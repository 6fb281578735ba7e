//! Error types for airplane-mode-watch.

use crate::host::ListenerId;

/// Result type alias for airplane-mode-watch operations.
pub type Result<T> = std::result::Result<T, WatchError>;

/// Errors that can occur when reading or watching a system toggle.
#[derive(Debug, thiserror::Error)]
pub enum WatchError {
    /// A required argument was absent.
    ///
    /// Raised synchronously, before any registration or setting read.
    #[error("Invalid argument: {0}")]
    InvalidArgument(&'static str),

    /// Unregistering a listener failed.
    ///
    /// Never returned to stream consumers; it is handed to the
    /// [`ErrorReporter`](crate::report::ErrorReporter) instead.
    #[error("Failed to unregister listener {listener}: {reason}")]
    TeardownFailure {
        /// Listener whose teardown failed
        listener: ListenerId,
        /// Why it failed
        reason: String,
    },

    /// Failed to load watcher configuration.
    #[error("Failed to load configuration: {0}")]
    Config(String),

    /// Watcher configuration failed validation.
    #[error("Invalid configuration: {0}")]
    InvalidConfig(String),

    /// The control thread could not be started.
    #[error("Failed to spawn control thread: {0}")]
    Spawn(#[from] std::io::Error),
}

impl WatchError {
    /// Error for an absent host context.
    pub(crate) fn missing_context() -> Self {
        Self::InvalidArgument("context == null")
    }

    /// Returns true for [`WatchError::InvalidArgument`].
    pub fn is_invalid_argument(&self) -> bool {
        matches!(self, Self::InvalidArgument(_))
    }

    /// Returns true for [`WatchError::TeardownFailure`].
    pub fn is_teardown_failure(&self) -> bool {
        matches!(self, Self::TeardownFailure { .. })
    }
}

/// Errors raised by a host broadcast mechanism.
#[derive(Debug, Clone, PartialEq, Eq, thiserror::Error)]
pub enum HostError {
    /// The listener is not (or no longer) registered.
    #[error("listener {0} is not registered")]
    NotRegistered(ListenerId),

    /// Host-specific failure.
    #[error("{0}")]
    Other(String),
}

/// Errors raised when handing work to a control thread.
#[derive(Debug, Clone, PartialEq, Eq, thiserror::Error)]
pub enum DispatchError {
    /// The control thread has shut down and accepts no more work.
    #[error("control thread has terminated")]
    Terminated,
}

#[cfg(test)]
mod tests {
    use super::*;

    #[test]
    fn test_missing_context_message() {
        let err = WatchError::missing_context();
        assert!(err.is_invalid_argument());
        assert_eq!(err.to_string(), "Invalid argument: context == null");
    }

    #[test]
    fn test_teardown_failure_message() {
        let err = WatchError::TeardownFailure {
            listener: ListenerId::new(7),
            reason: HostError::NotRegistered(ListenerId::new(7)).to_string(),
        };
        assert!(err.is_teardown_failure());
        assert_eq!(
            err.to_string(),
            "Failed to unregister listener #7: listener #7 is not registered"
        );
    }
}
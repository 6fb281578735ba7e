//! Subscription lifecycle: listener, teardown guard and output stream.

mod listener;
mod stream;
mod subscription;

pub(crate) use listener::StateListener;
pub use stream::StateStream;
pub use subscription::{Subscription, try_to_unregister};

→ Task brief
Scan the data above. Return every line with "Result" in it.

→ Finished exercise
/// Result type alias for airplane-mode-watch operations.
pub type Result<T> = std::result::Result<T, WatchError>;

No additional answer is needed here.